President Muhammadu Buhari on Thursday, December 22, 2016 stayed away from the maiden South-East Economic and Security Summit in Enugu apparently due to a prior warning issued by pro-Biafra activists warning him not to “set foot in Igboland”.
The president was billed as the chief guest of honour at the summit hosted by the Enugu State Government.
Although the President was expected at the event, as noted by several speakers who spoke during the event, he did not show up, neither was he represented.
Also, ministers from the South East, who were slated to make presentations at the event, all stayed away.
A secessionist group, the Indigenous People of Biafra, IPOB issued a statement on Tuesday, warning Buhari to stay away from the South East, in his own interest.
IPOB, whose leader, and director of pirate radio channel, Nnamdi Kanu, is being held detained illegally by the federal government, accused Buhari of ‘persecution’, and threatened ‘a breakdown of law and order’ should the president attend the summit.
While no mention of the IPOB warning was made throughout the opening session of the summit, Buhari’s absence was a major talking point as several speakers expressed surprise, and confusion, at the development.
The chairperson of the South-East Security and Economic Summit, former power minister, Prof. Barth Nnaji, in his opening remarks, observed, “We have not seen the president.”
Later on, in a presentation by the summit committee, Nnaji had to substitute Buhari’s name with that of former President Olusegun Obasanjo, who attended the event as the ‘Distinguished Guest of Honour’, in the introductory part of a prepared address where he was to thank Buhari for attending the occasion as the chief guest of honour.
Instead of thanking Buhari for gracing the occasion as the chief guest of honour, as stated in the prepared address, Nnaji thanked Obasanjo for attending the event as the distinguished guest of honour.
Nnaji also thanked the Enugu State government for undertaking to sponsor some aspects of the President’s visit.
The chairman of the event, former Commonwealth secretary-general, Chief Emeka Anyaoku, drew attention to Buhari’s absence.
“I was going to start by saluting the representative of the president of the Federal Republic of Nigeria but I have not been told of such a person,” the retired diplomat said.
Anyaoku went further to express regrets that Buhari was not present at the event.
Rounding up his address with a call for the restructuring of the country, he said, “I had hoped that Mr. President would be here to hear me.

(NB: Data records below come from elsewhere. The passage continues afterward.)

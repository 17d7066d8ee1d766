use std::sync::Arc;

use tracing::info;

use ano_core::registry::{register_with_capabilities, AgentRegistry, CapabilityRegistry};

use crate::advisors::{AdvisorAgent, AdvisorProfile, ResultField};
use crate::llm::LlmClient;

pub const CEO_ADVISOR: AdvisorProfile = AdvisorProfile {
    name: "ceo-advisor",
    team: "leadership",
    version: "1.0.0",
    capabilities: &["strategy", "governance", "executive-review"],
    description: "Strategic leadership guidance for organizational decisions",
    reporting_to: None,
    system_prompt: "You are a CEO advisor for organizations deploying Autonomous Network Organizations (ANOs).

Your role is to provide strategic leadership guidance on:
- Organizational strategy and long-term planning
- Leadership and executive decision-making
- Board relations and governance
- Stakeholder management and communication
- Change management and organizational transformation
- Risk assessment and mitigation at the organizational level

You provide clear, actionable advice grounded in organizational leadership practice. Your communication style is professional, direct, and focused on outcomes.",
    prompt_heading: "Strategic Question",
    required_fields: &["question"],
    result_fields: &[
        ResultField::text("analysis"),
        ResultField::list("recommendations"),
        ResultField::list("risks"),
        ResultField::list("next_steps"),
    ],
    max_tokens: 4096,
    temperature: 0.3,
};

pub const CTO_ADVISOR: AdvisorProfile = AdvisorProfile {
    name: "cto-advisor",
    team: "leadership",
    version: "1.0.0",
    capabilities: &["technology-strategy", "architecture", "technical-review"],
    description: "Technical leadership guidance on architecture and technology choices",
    reporting_to: Some("ceo-advisor"),
    system_prompt: "You are a CTO advisor for organizations deploying Autonomous Network Organizations (ANOs).

Your role is to provide technical leadership guidance on:
- Technology strategy and technical roadmaps
- System architecture and infrastructure decisions
- Build versus buy evaluations
- Engineering team structure and practices
- Security posture and technical risk

You weigh long-term maintainability against delivery speed and explain technical trade-offs in plain language.",
    prompt_heading: "Technical Question",
    required_fields: &["question"],
    result_fields: &[
        ResultField::text("analysis"),
        ResultField::list("recommendations"),
        ResultField::list("technical_risks"),
        ResultField::text("architecture_notes"),
        ResultField::list("next_steps"),
    ],
    max_tokens: 4096,
    temperature: 0.3,
};

pub const RESEARCHER: AdvisorProfile = AdvisorProfile {
    name: "researcher",
    team: "research",
    version: "1.0.0",
    capabilities: &["research", "analysis", "synthesis"],
    description: "Investigates topics and produces structured research reports",
    reporting_to: Some("ceo-advisor"),
    system_prompt: "You are a research analyst for an organization.

Your role is to:
- Investigate topics thoroughly using provided sources and context
- Identify key findings, trends, and patterns
- Synthesize information into clear, structured analysis
- Provide evidence-based recommendations
- Flag gaps in available information
- Cite sources when making claims

Be objective and transparent about confidence levels and information gaps.",
    prompt_heading: "Research Topic",
    required_fields: &["topic"],
    result_fields: &[
        ResultField::text("summary"),
        ResultField::list("findings"),
        ResultField::text("analysis"),
        ResultField::list("recommendations"),
        ResultField::list("sources_used"),
        ResultField::fixed("confidence", "medium"),
    ],
    max_tokens: 4096,
    temperature: 0.3,
};

pub const SECURITY_REVIEWER: AdvisorProfile = AdvisorProfile {
    name: "security-reviewer",
    team: "engineering",
    version: "1.0.0",
    capabilities: &["security", "vulnerability-scanning", "compliance"],
    description: "Reviews agent code and configuration for security issues",
    reporting_to: Some("cto-advisor"),
    system_prompt: "You are a security review specialist for AI agent systems.

Your role is to:
- Review agent code and configurations for security vulnerabilities
- Audit dependency chains for known CVEs
- Check prompt handling for injection risks
- Verify secrets are never logged or echoed
- Map findings to compliance requirements

Rate every vulnerability by severity and give a concrete fix.",
    prompt_heading: "Security Review Target",
    required_fields: &["target"],
    result_fields: &[
        ResultField::text("assessment"),
        ResultField::list("vulnerabilities"),
        ResultField::object("dependency_audit"),
        ResultField::list("recommendations"),
        ResultField::list("compliance_notes"),
        ResultField::fixed("risk_score", "medium"),
    ],
    max_tokens: 4096,
    temperature: 0.2,
};

pub const TECHNICAL_WRITER: AdvisorProfile = AdvisorProfile {
    name: "technical-writer",
    team: "engineering",
    version: "1.0.0",
    capabilities: &["documentation", "writing"],
    description: "Produces technical documentation, guides and API references",
    reporting_to: Some("cto-advisor"),
    system_prompt: "You are a technical documentation specialist for AI agent systems.

Your role is to:
- Generate clear, accurate technical documentation
- Write API references with examples and edge cases
- Produce onboarding guides and runbooks
- Review existing documentation for gaps and inaccuracies

Write for the stated audience and keep every section actionable.",
    prompt_heading: "Documentation Task",
    required_fields: &["task", "subject"],
    result_fields: &[
        ResultField::text("document"),
        ResultField::fixed("doc_type", "general"),
        ResultField::list("sections"),
        ResultField::list("review_notes"),
        ResultField::list("suggested_improvements"),
        ResultField::object("metadata"),
    ],
    max_tokens: 4096,
    temperature: 0.3,
};

pub const QA_SPECIALIST: AdvisorProfile = AdvisorProfile {
    name: "qa-specialist",
    team: "engineering",
    version: "1.0.0",
    capabilities: &["testing", "qa", "validation"],
    description: "Plans tests and analyzes coverage for agent functionality",
    reporting_to: Some("cto-advisor"),
    system_prompt: "You are a quality assurance specialist for AI agent systems.

Your role is to:
- Create comprehensive test plans for agent functionality
- Analyze test coverage and identify gaps
- Define quality gates for releases
- Report issues with reproduction steps
- Assess release risk

Prefer specific, verifiable checks over general advice.",
    prompt_heading: "QA Analysis Target",
    required_fields: &["target"],
    result_fields: &[
        ResultField::list("test_plan"),
        ResultField::object("coverage_analysis"),
        ResultField::list("quality_gates"),
        ResultField::list("issues_found"),
        ResultField::list("recommendations"),
        ResultField::text("risk_assessment"),
    ],
    max_tokens: 4096,
    temperature: 0.2,
};

pub const OPTIMIZER: AdvisorProfile = AdvisorProfile {
    name: "optimizer",
    team: "engineering",
    version: "1.0.0",
    capabilities: &["optimization", "cost-analysis"],
    description: "Finds performance and cost savings in agent workloads",
    reporting_to: Some("cto-advisor"),
    system_prompt: "You are a performance and cost optimization specialist for AI agent systems.

Your role is to:
- Analyze LLM token usage patterns and identify waste
- Recommend appropriate model selections (smaller models for simple tasks)
- Suggest caching and batching opportunities
- Estimate the impact of each change

Quantify savings where the data allows.",
    prompt_heading: "Optimization Target",
    required_fields: &["target"],
    result_fields: &[
        ResultField::text("analysis"),
        ResultField::list("optimizations"),
        ResultField::list("model_recommendations"),
        ResultField::object("estimated_impact"),
        ResultField::list("risks"),
        ResultField::list("next_steps"),
    ],
    max_tokens: 4096,
    temperature: 0.2,
};

pub const CHAT_ADVISOR: AdvisorProfile = AdvisorProfile {
    name: "chat-advisor",
    team: "support",
    version: "1.0.0",
    capabilities: &["chat", "question-answering"],
    description: "Conversational advisor for channel deployments",
    reporting_to: None,
    system_prompt: "You are a knowledgeable advisor providing assistance through a conversational interface.

Answer clearly and concisely, cite the documents you rely on, say when you are unsure, and suggest useful follow-up questions.",
    prompt_heading: "User Question",
    required_fields: &["message"],
    result_fields: &[
        ResultField::text("response"),
        ResultField::list("sources_cited"),
        ResultField::fixed("confidence", "medium"),
        ResultField::list("suggested_followups"),
    ],
    max_tokens: 2048,
    temperature: 0.5,
};

/// Every advisory role shipped with the runtime, in registration order.
pub const BUILTIN_PROFILES: [AdvisorProfile; 8] = [
    CEO_ADVISOR,
    CTO_ADVISOR,
    RESEARCHER,
    SECURITY_REVIEWER,
    TECHNICAL_WRITER,
    QA_SPECIALIST,
    OPTIMIZER,
    CHAT_ADVISOR,
];

pub fn builtin_profile(name: &str) -> Option<AdvisorProfile> {
    BUILTIN_PROFILES.iter().find(|profile| profile.name == name).copied()
}

/// Startup registration table. Returns the number of agents added; names
/// that are already taken are logged and skipped.
pub fn register_builtin_agents(
    agents: &mut AgentRegistry,
    capabilities: &mut CapabilityRegistry,
    llm: Arc<dyn LlmClient>,
) -> usize {
    let mut registered = 0;
    for profile in BUILTIN_PROFILES {
        let agent = Arc::new(AdvisorAgent::new(profile, llm.clone()));
        if register_with_capabilities(agents, capabilities, agent, profile.metadata_entry()) {
            registered += 1;
        }
    }

    info!(
        event_name = "agents.builtin.registered",
        registered,
        total = BUILTIN_PROFILES.len(),
        "built-in agents registered"
    );
    registered
}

“Like Cato, the Roman senator who always ended his speeches by calling for the destruction of Carthage until his call was heeded, I will restate my assertion that if the Nigerian federation is restructured to have less federating units, this country will achieve greater stability and faster pace of development, and there will no longer be a need for the Federal Government to bailout many of the non-viable 36 states.”